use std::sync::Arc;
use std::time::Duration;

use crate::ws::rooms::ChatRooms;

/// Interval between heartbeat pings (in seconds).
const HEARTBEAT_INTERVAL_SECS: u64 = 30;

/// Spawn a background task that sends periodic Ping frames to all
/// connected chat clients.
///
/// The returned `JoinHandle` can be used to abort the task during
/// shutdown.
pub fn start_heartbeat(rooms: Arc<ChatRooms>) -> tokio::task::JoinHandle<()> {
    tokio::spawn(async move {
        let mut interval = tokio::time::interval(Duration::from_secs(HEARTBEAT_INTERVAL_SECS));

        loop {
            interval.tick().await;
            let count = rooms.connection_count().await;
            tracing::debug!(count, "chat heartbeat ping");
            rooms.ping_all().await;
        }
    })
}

====

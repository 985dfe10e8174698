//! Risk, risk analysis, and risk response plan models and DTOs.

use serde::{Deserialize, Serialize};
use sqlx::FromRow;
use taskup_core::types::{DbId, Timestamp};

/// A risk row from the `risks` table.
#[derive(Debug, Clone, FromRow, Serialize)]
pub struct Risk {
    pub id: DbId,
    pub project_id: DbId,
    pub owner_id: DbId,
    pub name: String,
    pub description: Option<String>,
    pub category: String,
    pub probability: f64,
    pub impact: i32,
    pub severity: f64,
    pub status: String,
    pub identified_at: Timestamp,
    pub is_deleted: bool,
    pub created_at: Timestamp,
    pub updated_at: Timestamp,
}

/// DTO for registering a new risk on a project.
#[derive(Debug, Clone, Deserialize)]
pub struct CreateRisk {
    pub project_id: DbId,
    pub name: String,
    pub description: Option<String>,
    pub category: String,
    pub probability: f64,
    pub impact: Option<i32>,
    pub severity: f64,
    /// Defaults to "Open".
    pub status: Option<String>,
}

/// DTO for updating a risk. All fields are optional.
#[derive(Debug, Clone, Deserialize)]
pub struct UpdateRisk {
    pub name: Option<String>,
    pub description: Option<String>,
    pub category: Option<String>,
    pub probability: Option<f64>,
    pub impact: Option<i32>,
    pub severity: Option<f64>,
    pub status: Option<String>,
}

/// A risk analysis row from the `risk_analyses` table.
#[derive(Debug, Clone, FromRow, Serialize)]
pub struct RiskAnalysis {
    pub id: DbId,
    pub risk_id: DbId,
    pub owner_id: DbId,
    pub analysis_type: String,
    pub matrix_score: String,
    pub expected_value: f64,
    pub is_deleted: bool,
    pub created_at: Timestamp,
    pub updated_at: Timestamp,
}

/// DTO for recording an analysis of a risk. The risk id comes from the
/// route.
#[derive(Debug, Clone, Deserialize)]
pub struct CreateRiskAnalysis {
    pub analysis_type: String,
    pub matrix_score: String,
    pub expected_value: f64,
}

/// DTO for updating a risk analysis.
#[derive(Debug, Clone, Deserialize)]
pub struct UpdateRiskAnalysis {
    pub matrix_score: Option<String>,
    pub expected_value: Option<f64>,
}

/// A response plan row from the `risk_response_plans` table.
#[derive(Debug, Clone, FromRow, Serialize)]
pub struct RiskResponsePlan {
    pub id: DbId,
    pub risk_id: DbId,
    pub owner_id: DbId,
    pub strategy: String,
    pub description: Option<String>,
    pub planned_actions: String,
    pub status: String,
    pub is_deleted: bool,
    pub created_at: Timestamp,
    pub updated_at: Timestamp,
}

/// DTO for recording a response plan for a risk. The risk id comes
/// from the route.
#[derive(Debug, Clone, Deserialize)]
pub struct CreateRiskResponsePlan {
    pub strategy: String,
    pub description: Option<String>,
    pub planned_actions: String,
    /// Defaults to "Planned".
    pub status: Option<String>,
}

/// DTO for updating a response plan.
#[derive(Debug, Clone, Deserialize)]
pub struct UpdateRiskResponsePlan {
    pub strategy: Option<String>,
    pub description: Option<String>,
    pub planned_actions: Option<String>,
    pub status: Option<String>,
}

====

### WHAT TO PRODUCE
For this exercise, gather every line of the data that contains the word "struct".

### RESPONSE AREA
pub struct Risk {
pub struct CreateRisk {
pub struct UpdateRisk {
pub struct RiskAnalysis {
pub struct CreateRiskAnalysis {
pub struct UpdateRiskAnalysis {
pub struct RiskResponsePlan {
pub struct CreateRiskResponsePlan {
pub struct UpdateRiskResponsePlan {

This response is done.